Every line below that holds the string "ReplayStats" must be copied.

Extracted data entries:
== Segment start ==
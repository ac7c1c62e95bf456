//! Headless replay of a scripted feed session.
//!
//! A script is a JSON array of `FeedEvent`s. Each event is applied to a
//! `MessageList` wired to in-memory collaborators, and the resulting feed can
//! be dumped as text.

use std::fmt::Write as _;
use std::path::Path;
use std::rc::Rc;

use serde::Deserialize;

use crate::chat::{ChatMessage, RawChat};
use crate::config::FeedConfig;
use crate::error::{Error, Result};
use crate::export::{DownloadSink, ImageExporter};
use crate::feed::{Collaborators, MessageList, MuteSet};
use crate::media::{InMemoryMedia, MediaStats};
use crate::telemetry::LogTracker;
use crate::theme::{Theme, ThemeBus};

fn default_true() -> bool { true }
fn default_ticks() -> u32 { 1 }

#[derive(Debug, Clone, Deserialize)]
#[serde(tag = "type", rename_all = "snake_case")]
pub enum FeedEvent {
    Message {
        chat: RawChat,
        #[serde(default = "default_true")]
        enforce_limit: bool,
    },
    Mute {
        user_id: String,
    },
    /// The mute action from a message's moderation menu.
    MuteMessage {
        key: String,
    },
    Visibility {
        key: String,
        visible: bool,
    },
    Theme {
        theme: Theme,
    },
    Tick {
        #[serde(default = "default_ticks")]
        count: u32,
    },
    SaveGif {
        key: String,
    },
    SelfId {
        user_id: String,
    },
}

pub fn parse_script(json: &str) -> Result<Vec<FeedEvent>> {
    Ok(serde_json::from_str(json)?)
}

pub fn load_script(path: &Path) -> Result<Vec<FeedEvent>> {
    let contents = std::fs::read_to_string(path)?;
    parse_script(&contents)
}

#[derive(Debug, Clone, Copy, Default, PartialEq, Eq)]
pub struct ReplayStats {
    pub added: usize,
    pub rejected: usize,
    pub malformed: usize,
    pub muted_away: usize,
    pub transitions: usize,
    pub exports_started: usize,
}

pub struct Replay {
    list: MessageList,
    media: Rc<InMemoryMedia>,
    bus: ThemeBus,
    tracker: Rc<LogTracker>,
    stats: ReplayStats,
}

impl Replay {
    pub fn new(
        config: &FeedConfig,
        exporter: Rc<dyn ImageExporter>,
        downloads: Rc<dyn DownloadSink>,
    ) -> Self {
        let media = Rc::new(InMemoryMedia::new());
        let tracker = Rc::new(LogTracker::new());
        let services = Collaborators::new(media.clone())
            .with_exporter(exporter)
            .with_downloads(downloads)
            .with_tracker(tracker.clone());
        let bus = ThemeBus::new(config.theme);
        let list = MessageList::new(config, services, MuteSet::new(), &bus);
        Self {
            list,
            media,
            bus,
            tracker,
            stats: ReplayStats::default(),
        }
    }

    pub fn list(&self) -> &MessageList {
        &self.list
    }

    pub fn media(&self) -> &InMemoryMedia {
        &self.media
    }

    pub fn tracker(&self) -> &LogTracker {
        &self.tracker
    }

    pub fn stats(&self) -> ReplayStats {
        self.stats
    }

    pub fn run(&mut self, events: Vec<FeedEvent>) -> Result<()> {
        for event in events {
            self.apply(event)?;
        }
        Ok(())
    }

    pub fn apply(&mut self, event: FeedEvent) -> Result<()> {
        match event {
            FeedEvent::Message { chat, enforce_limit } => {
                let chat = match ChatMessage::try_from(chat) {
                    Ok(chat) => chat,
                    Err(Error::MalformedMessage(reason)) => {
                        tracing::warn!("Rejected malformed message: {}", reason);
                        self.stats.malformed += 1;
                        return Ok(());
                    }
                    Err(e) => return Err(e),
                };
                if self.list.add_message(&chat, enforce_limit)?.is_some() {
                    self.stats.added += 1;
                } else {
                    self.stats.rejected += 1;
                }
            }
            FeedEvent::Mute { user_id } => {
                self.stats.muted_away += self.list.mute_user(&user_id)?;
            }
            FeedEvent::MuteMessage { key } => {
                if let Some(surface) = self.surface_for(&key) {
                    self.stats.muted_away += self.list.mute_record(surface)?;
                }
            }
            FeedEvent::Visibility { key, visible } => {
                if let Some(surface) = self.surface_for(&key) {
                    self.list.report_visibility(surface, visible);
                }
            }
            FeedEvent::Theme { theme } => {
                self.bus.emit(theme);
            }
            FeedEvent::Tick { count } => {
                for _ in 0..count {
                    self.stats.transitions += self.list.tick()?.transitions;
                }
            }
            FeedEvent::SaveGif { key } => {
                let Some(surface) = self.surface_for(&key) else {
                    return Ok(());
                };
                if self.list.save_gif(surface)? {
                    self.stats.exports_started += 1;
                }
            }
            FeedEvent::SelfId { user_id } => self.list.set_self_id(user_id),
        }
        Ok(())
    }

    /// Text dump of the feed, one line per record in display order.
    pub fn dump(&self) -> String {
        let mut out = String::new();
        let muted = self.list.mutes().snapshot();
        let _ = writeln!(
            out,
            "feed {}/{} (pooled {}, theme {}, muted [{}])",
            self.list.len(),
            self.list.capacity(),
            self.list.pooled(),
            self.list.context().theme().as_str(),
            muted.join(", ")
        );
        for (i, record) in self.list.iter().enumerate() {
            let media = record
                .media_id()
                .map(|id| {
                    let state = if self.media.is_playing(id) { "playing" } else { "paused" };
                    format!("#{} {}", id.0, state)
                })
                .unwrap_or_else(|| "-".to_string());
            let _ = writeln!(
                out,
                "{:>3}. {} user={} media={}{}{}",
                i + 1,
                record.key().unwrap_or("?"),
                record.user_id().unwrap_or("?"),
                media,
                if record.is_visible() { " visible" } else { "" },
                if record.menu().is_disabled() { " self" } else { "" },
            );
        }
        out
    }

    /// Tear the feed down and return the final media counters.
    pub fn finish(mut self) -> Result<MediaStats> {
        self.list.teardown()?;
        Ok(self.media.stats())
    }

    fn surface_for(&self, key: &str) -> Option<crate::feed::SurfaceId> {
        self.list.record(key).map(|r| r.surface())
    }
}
== Segment end ==
__SOLUTION BELOW__:
pub struct ReplayStats {
    stats: ReplayStats,
            stats: ReplayStats::default(),
    pub fn stats(&self) -> ReplayStats {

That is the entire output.